Die Nachmittagstalkshow - immer wieder als Schmuddelformat abqualifiziert - entwickelt Kräfte echter Selbstreinigung. Da wurde eine Konfliktshow angekündigt, und man musste das Schlimmste befürchten: zwei Unglückswürmer, die es nicht mehr miteinander aushalten. Tränen, Flüche, ein tobendes Saalpublikum ... Doch dann kommt alles ganz anders. Statt auf eine Steigerung der Affekte setzt die Sendung Zwei bei Kallwass auf Beruhigung der Nerven.

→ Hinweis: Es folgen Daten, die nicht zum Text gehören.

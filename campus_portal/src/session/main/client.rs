use std::time::Duration;

use crate::session::errors::SessionError;
use crate::session::types::{Role, TokenResponse, UserProfile};

/// Creates a configured HTTP client for portal API operations with the
/// following settings:
///
/// - `timeout`: Set to 30 seconds to prevent indefinite hanging of requests.
///   Session operations should complete quickly, and hanging requests could
///   block navigation.
///
/// - `pool_idle_timeout`: Set to default (90 seconds). This controls how long
///   an idle connection can stay in the connection pool before being removed.
///
/// - `pool_max_idle_per_host`: Set to 32 (default). All session traffic goes
///   to the single backend host, so a modest idle pool is plenty.
pub(super) fn get_client() -> reqwest::Client {
    reqwest::Client::builder()
        .timeout(Duration::from_secs(30))
        .pool_idle_timeout(Duration::from_secs(90))
        .pool_max_idle_per_host(32)
        .build()
        .expect("Failed to create reqwest client")
}

/// `POST /login/access-token?role=<optional>` with form-encoded credentials.
///
/// The requested role is only a hint for initial role selection; the role
/// the issued token is actually scoped to is read from its claim later.
pub(super) async fn request_access_token(
    base: &str,
    username: &str,
    password: &str,
    requested_role: Option<Role>,
) -> Result<String, SessionError> {
    let client = get_client();
    let role = requested_role.map(|r| r.as_str()).unwrap_or("");
    let url = format!(
        "{base}/login/access-token?role={}",
        urlencoding::encode(role)
    );

    let response = client
        .post(&url)
        .form(&[("username", username), ("password", password)])
        .send()
        .await
        .map_err(|e| SessionError::Network(e.to_string()))?;

    let status = response.status();
    if !status.is_success() {
        let body = response.text().await.unwrap_or_default();
        tracing::debug!("Login rejected: {} {}", status, body);
        return Err(if status.is_client_error() {
            SessionError::InvalidCredentials(status.to_string())
        } else {
            SessionError::Network(status.to_string())
        });
    }

    let response_body = response
        .text()
        .await
        .map_err(|e| SessionError::Network(e.to_string()))?;
    let token: TokenResponse = serde_json::from_str(&response_body)
        .map_err(|e| SessionError::Serde(format!("Failed to deserialize token response: {e}")))?;

    Ok(token.access_token)
}

/// `GET /users/me` with bearer auth.
pub(super) async fn fetch_profile(base: &str, token: &str) -> Result<UserProfile, SessionError> {
    let client = get_client();
    let url = format!("{base}/users/me");

    let response = client
        .get(&url)
        .bearer_auth(token)
        .send()
        .await
        .map_err(|e| SessionError::Network(e.to_string()))?;

    let status = response.status();
    if !status.is_success() {
        let body = response.text().await.unwrap_or_default();
        tracing::debug!("Profile request failed: {} {}", status, body);
        return Err(if status.is_client_error() {
            SessionError::InvalidToken(status.to_string())
        } else {
            SessionError::Network(status.to_string())
        });
    }

    let response_body = response
        .text()
        .await
        .map_err(|e| SessionError::Network(e.to_string()))?;
    let profile: UserProfile = serde_json::from_str(&response_body)
        .map_err(|e| SessionError::Serde(format!("Failed to deserialize profile: {e}")))?;

    tracing::debug!("User profile: {:#?}", profile);
    Ok(profile)
}

/// `POST /login/switch-role?new_role=<role>` with bearer auth. Returns the
/// freshly minted token scoped to the requested role.
pub(super) async fn request_role_switch(
    base: &str,
    token: &str,
    new_role: Role,
) -> Result<String, SessionError> {
    let client = get_client();
    let url = format!(
        "{base}/login/switch-role?new_role={}",
        urlencoding::encode(new_role.as_str())
    );

    let response = client
        .post(&url)
        .bearer_auth(token)
        .send()
        .await
        .map_err(|e| SessionError::Network(e.to_string()))?;

    let status = response.status();
    if !status.is_success() {
        let body = response.text().await.unwrap_or_default();
        tracing::debug!("Role switch rejected: {} {}", status, body);
        return Err(if status.is_client_error() {
            SessionError::RoleSwitchRejected(status.to_string())
        } else {
            SessionError::Network(status.to_string())
        });
    }

    let response_body = response
        .text()
        .await
        .map_err(|e| SessionError::Network(e.to_string()))?;
    let fresh: TokenResponse = serde_json::from_str(&response_body)
        .map_err(|e| SessionError::Serde(format!("Failed to deserialize token response: {e}")))?;

    Ok(fresh.access_token)
}
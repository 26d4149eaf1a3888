use serde::{Deserialize, Serialize};
use std::str::FromStr;

use crate::session::errors::SessionError;

/// Roles a portal user can hold. Purely a tag; the backend owns which
/// roles a given account is assigned.
#[derive(Debug, Clone, Copy, PartialEq, Eq, Serialize, Deserialize)]
#[serde(rename_all = "lowercase")]
pub enum Role {
    Student,
    Teacher,
    Administrator,
    Alumni,
}

impl Role {
    pub fn as_str(&self) -> &'static str {
        match self {
            Role::Student => "student",
            Role::Teacher => "teacher",
            Role::Administrator => "administrator",
            Role::Alumni => "alumni",
        }
    }
}

impl FromStr for Role {
    type Err = SessionError;

    fn from_str(s: &str) -> Result<Self, Self::Err> {
        match s {
            "student" => Ok(Role::Student),
            "teacher" => Ok(Role::Teacher),
            "administrator" => Ok(Role::Administrator),
            "alumni" => Ok(Role::Alumni),
            _ => Err(SessionError::UnknownRole(s.to_string())),
        }
    }
}

impl std::fmt::Display for Role {
    fn fmt(&self, f: &mut std::fmt::Formatter<'_>) -> std::fmt::Result {
        f.write_str(self.as_str())
    }
}

/// One role assignment in the profile payload. Kept as a raw string so
/// identifiers outside the closed enumeration can be skipped instead of
/// failing the whole profile decode.
#[derive(Debug, Clone, Serialize, Deserialize)]
pub struct RoleEntry {
    pub role: String,
}

/// User profile as returned by `GET /users/me`.
///
/// The payload carries the static account data plus the full role
/// assignment list; it does not say which role the presented token is
/// scoped to.
#[derive(Debug, Clone, Serialize, Deserialize)]
pub struct UserProfile {
    pub id: String,
    pub name: String,
    #[serde(default)]
    pub gender: Option<String>,
    #[serde(default)]
    pub address: Option<String>,
    #[serde(default)]
    pub phone_number: Option<String>,
    #[serde(default)]
    pub email: Option<String>,
    #[serde(default)]
    pub is_active: Option<bool>,
    #[serde(default)]
    pub roles: Vec<RoleEntry>,
}

/// Token endpoint response shape shared by login and role switch.
#[derive(Debug, Clone, Deserialize)]
pub(crate) struct TokenResponse {
    pub(crate) access_token: String,
    #[serde(default)]
    #[allow(dead_code)]
    pub(crate) token_type: Option<String>,
}
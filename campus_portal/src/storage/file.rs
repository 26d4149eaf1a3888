use async_trait::async_trait;
use std::path::PathBuf;

use crate::config::PORTAL_TOKEN_FILE;
use crate::storage::errors::StorageError;
use crate::storage::types::TokenStore;

/// File-backed token slot. The file holds the raw bearer token string;
/// a missing file means logged out.
pub struct FileTokenStore {
    path: PathBuf,
}

impl FileTokenStore {
    pub fn new(path: impl Into<PathBuf>) -> Self {
        Self { path: path.into() }
    }

    /// Build the store from the `PORTAL_TOKEN_FILE` environment variable.
    pub fn from_env() -> Self {
        Self::new(PORTAL_TOKEN_FILE.as_str())
    }
}

#[async_trait]
impl TokenStore for FileTokenStore {
    async fn load(&self) -> Result<Option<String>, StorageError> {
        match tokio::fs::read_to_string(&self.path).await {
            Ok(raw) => {
                let token = raw.trim_end_matches('\n').to_string();
                if token.is_empty() {
                    Ok(None)
                } else {
                    Ok(Some(token))
                }
            }
            Err(e) if e.kind() == std::io::ErrorKind::NotFound => Ok(None),
            Err(e) => Err(StorageError::Io(e.to_string())),
        }
    }

    async fn persist(&self, token: &str) -> Result<(), StorageError> {
        tokio::fs::write(&self.path, token)
            .await
            .map_err(|e| StorageError::Io(e.to_string()))?;
        tracing::debug!("Persisted token to {}", self.path.display());
        Ok(())
    }

    async fn clear(&self) -> Result<(), StorageError> {
        match tokio::fs::remove_file(&self.path).await {
            Ok(()) => Ok(()),
            Err(e) if e.kind() == std::io::ErrorKind::NotFound => Ok(()),
            Err(e) => Err(StorageError::Io(e.to_string())),
        }
    }
}

#[cfg(test)]
mod tests {
    use super::*;

    fn temp_token_path(name: &str) -> PathBuf {
        std::env::temp_dir().join(format!("campus_portal_{}_{}", name, std::process::id()))
    }

    /// Test persist/load/clear roundtrip against a file on disk
    #[tokio::test]
    async fn test_file_store_roundtrip() {
        let store = FileTokenStore::new(temp_token_path("roundtrip"));

        store.persist("bearer-token-xyz").await.unwrap();
        assert_eq!(
            store.load().await.unwrap(),
            Some("bearer-token-xyz".to_string())
        );

        store.clear().await.unwrap();
        assert_eq!(store.load().await.unwrap(), None);
    }

    /// Test that a missing file reads as logged out
    #[tokio::test]
    async fn test_file_store_missing_file() {
        let store = FileTokenStore::new(temp_token_path("missing"));
        assert_eq!(store.load().await.unwrap(), None);
    }

    /// Test that clearing a missing file succeeds
    #[tokio::test]
    async fn test_file_store_clear_missing() {
        let store = FileTokenStore::new(temp_token_path("clear_missing"));
        assert!(store.clear().await.is_ok());
    }

    /// Test that a trailing newline in the file is stripped on load
    #[tokio::test]
    async fn test_file_store_trailing_newline() {
        let path = temp_token_path("newline");
        tokio::fs::write(&path, "tok123\n").await.unwrap();

        let store = FileTokenStore::new(&path);
        assert_eq!(store.load().await.unwrap(), Some("tok123".to_string()));

        store.clear().await.unwrap();
    }
}
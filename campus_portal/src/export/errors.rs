use thiserror::Error;

#[derive(Debug, Error, Clone)]
pub enum ExportError {
    /// Export was invoked with no rows. Surfaced to the caller instead of
    /// silently producing an empty file.
    #[error("No data to export")]
    EmptyInput,

    #[error("I/O error: {0}")]
    Io(String),
}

Kompromiss statt Konfrontation. Ja, da steht wirklich ein verkrachtes Ehepaar, eine Mutter, die mit der Tochter nicht klar kommt, ein Freundinnenduo, das sich böse ist. Moderatorin und Psychologin Angelika Kallwass lässt die Verbitterten lange reden - sie stellt ihre Fragen sachlich und direkt, weder zu bohrend noch zu provokant. Klug lenkt sie den Erzählstrom. Am Schluss macht die Kallwass einen Vorschlag zur Güte. Und der ist weder abgeschmackt noch profimäßig verklausuliert, sondern ein Produkt der Geduld und des gesunden Menschenverstands. Den Eheleuten, die sich fremd wurden, rät sie: Schauen Sie einander an. Jeden Tag zweimal. Eine volle Minute. Danach lächelt sie und verbeugt sich anmutig - wie eine Geisha bei der Teezeremonie. Was das Ganze im Fernsehen zu suchen hat? Seelenschmerz, Bekenntnis, Reue. Ist das nicht viel zu intim? Das Fernsehen trägt längst zur Kommunikation auch ganz privater Probleme bei. Vor allem, wenn es Moderatoren so differenziert agieren lässt wie Angelika Kallwass - mit Lerneffekten für alle, sogar für die Daily Talks.